8-Year-Old Boy Who Found 'True Love' While Facing Terminal Cancer Dies 'Surrounded by Love,' His Mom Says

8-Year-Old Boy Who Found 'True Love' While Facing Terminal Cancer Dies 'Surrounded by Love,' His Mom Says

David Spisak, an 8-year-old boy who found his 'true love' while contending with terminal cancer, has died.

"Our little man's last moments were laying with his mommy and daddy in the middle of the night, with a house full of family, friends and loved ones after days of being surrounded by love," his mom, Amber Spisak, wrote in a Facebook group where she chronicled the young boy's cancer battle.

"This day was supposed to come about 9-10 months ago, but David just wasn't done living yet, so he made his own timeline and defied the rules," the post continued. "The almost 7 years of cancer were so very hard, but nothing like the last few days."

Amber wrote that the last clear thing the family heard the young boy from Chesapeake, Virginia say was. "David wants to be a hero."

"I'm not ready to say things happen for a reason or a message of rainbows and sunshine just yet, but our baby boy was a fighter, a beautiful soul, a force to be reckoned with and of all the things, he is most definitely a hero," she continued.

David was diagnosed with leukemia at age two. After undergoing extensive chemotherapy and receiving two transplants, David beat cancer three times. Then, in March, his cancer returned.

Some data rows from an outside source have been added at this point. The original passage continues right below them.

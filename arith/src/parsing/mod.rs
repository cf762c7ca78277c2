pub(crate) mod ast;
pub(crate) mod compiler;
pub(crate) mod instructions;
pub(crate) mod lexer;
pub(crate) mod parser;

pub(crate) use compiler::Compiler;
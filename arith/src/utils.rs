use std::fmt;
use std::ops::{Deref, Range};

/// A node of the AST along with where it is in the source.
#[derive(Clone, PartialEq)]
pub struct Spanned<T: fmt::Debug> {
    node: Box<T>,
    span: Span,
}

impl<T: fmt::Debug> Spanned<T> {
    pub fn new(node: T, span: Span) -> Self {
        Self {
            node: Box::new(node),
            span,
        }
    }

    pub fn span(&self) -> &Span {
        &self.span
    }

    pub fn into_parts(self) -> (T, Span) {
        (*self.node, self.span)
    }
}

impl<T: fmt::Debug> Deref for Spanned<T> {
    type Target = T;

    fn deref(&self) -> &Self::Target {
        &self.node
    }
}

impl<T: fmt::Debug> fmt::Debug for Spanned<T> {
    fn fmt(&self, f: &mut fmt::Formatter<'_>) -> fmt::Result {
        fmt::Debug::fmt(&self.node, f)?;
        write!(f, "{:?}", self.span)
    }
}

/// Lines are 1-indexed, columns are 0-indexed.
#[derive(Clone, PartialEq, Eq, Default)]
pub struct Span {
    pub start_line: usize,
    pub start_col: usize,
    pub end_line: usize,
    pub end_col: usize,
    pub range: Range<usize>,
}

impl Span {
    pub fn expand(&mut self, other: &Span) {
        self.end_line = other.end_line;
        self.end_col = other.end_col;
        self.range = self.range.start..other.range.end;
    }
}

impl fmt::Debug for Span {
    fn fmt(&self, f: &mut fmt::Formatter<'_>) -> fmt::Result {
        write!(
            f,
            " @ {}:{}-{}:{} ({:?})",
            self.start_line, self.start_col, self.end_line, self.end_col, self.range,
        )
    }
}

impl fmt::Display for Span {
    fn fmt(&self, f: &mut fmt::Formatter<'_>) -> fmt::Result {
        write!(
            f,
            " @ {}:{}-{}:{}",
            self.start_line, self.start_col, self.end_line, self.end_col,
        )
    }
}
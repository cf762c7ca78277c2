use crate::errors::{Error, ErrorKind};
use crate::parsing::instructions::Chunk;
use crate::parsing::parser::Parser;
use crate::parsing::Compiler;

/// A compiled script: the parse + lowering pipeline run front to back.
///
/// Construction fails with the full ordered diagnostic list rather than the
/// first error, since the parser recovers and keeps going.
#[derive(Debug, Clone, PartialEq)]
pub struct Script {
    pub name: String,
    pub(crate) source: String,
    pub(crate) chunk: Chunk,
}

impl Script {
    pub fn new(name: &str, source: &str) -> Result<Self, Vec<Error>> {
        let (program, mut errors) = Parser::new(source).parse();
        if !errors.is_empty() {
            for error in &mut errors {
                if let ErrorKind::SyntaxError(ref mut s) = error.kind {
                    s.set_source(name, source);
                }
            }
            return Err(errors);
        }

        let mut compiler = Compiler::new(name);
        compiler.compile(program);

        Ok(Self {
            name: name.to_string(),
            source: source.to_string(),
            chunk: compiler.chunk,
        })
    }

    pub fn source(&self) -> &str {
        &self.source
    }

    pub fn chunk(&self) -> &Chunk {
        &self.chunk
    }

    /// The emitted opcodes in their textual form, in execution order.
    pub fn instructions(&self) -> Vec<String> {
        self.chunk.iter().map(ToString::to_string).collect()
    }
}
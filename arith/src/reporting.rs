use crate::errors::SyntaxError;
use crate::utils::Span;

fn get_line_starts(source: &str) -> Vec<usize> {
    std::iter::once(0)
        .chain(source.match_indices('\n').map(|(i, _)| i + 1))
        .collect()
}

struct SourceLocation<'a> {
    line: &'a str,
    underline: String,
    start_line: usize,
    start_col: usize,
}

impl<'a> SourceLocation<'a> {
    fn new(source: &'a str, span: &Span) -> Self {
        let line_starts = get_line_starts(source);
        let start_line = span.start_line;
        let start_col = span.start_col;
        let line = if start_line == line_starts.len() {
            &source[line_starts[start_line - 1]..]
        } else {
            &source[line_starts[start_line - 1]..line_starts[start_line]]
        }
        .trim_end_matches('\n');

        let mut underline = String::with_capacity(line.len() + 1);
        for c in line.chars().take(start_col) {
            match c {
                '\t' => underline.push('\t'),
                _ => underline.push(' '),
            }
        }
        let width = if span.end_col > span.start_col {
            span.end_col - span.start_col
        } else {
            1
        };
        for _ in 0..width {
            underline.push('^');
        }

        Self {
            line,
            underline,
            start_line,
            start_col,
        }
    }
}

pub(crate) fn generate_report(error: &SyntaxError) -> String {
    let loc = SourceLocation::new(&error.source, &error.span);
    let line_num_width = loc.start_line.to_string().len();
    let padding = " ".repeat(line_num_width);

    format!(
        "error: {}\n\
         {padding}--> {}:{}:{}\n\
         {padding} |\n\
         {} | {}\n\
         {padding} | {}",
        error.message,
        error.filename,
        loc.start_line,
        loc.start_col,
        loc.start_line,
        loc.line,
        loc.underline,
    )
}
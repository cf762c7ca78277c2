use crate::parsing::lexer::tokenize;

#[test]
fn lexer_tokens_with_spans() {
    let tokens = tokenize("1 + (23 * 4);");
    let dump = tokens
        .iter()
        .map(|(token, span)| format!("{token:?}{span:?}"))
        .collect::<Vec<_>>()
        .join("\n");
    insta::assert_snapshot!(dump, @r#"
    INT("1") @ 1:0-1:1 (0..1)
    PLUS @ 1:2-1:3 (2..3)
    LEFT_PAREN @ 1:4-1:5 (4..5)
    INT("23") @ 1:5-1:7 (5..7)
    MUL @ 1:8-1:9 (8..9)
    INT("4") @ 1:10-1:11 (10..11)
    RIGHT_PAREN @ 1:11-1:12 (11..12)
    SEMICOLON @ 1:12-1:13 (12..13)
    EOF @ 1:13-1:13 (13..13)
    "#);
}

#[test]
fn lexer_illegal_bytes() {
    let tokens = tokenize("1 ? 2");
    let dump = tokens
        .iter()
        .map(|(token, _)| format!("{token:?}"))
        .collect::<Vec<_>>()
        .join("\n");
    insta::assert_snapshot!(dump, @r#"
    INT("1")
    ILLEGAL('?')
    INT("2")
    EOF
    "#);
}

Facing this fourth diagnosis, David's parents made the decision to stop David's treatments and allow him to live a normal life away from hospitals and painful procedures.

Doctors predicted that without treatment, David would only live for four to six weeks, but months passed, and David began to look better. When he returned to school to start second grade in September, he met a girl who captured his heart.



He told his parents he had a "crush" on 7-year-old Ayla Andrews, a girl from art class.

"In art class, I told her I liked her and she just had a surprised face so we started dating," David told WTKR in November.

When David became too sick to attend school, Amber found notes from Ayla saying that she loved and missed him. So she reached out to Ayla's mom to plan a date to lift her son's spirits.

David brought Ayla a teddy bear and roses, and she pushed him around in his wheelchair, helped him bowl and shared pizza with him.

"She's definitely had an impact on his spirit, and I haven't seen this side of him in a long time," Amber told WTKR.

She added, "The best part was watching the way they just needed to be close to each other and their conversation never got shy or quiet. That was all they needed to be happy."

At the end of the date, David stood up from his wheelchair and walked for the first time in a month.

"He was just so determined for her, he really pushed himself for her," Amber told ABC News. "Once we realized that this wasn't the typical elementary school crush, once we saw this heartfelt connection that they have, we were so happy that she came into his life and that he came to her life for some reason."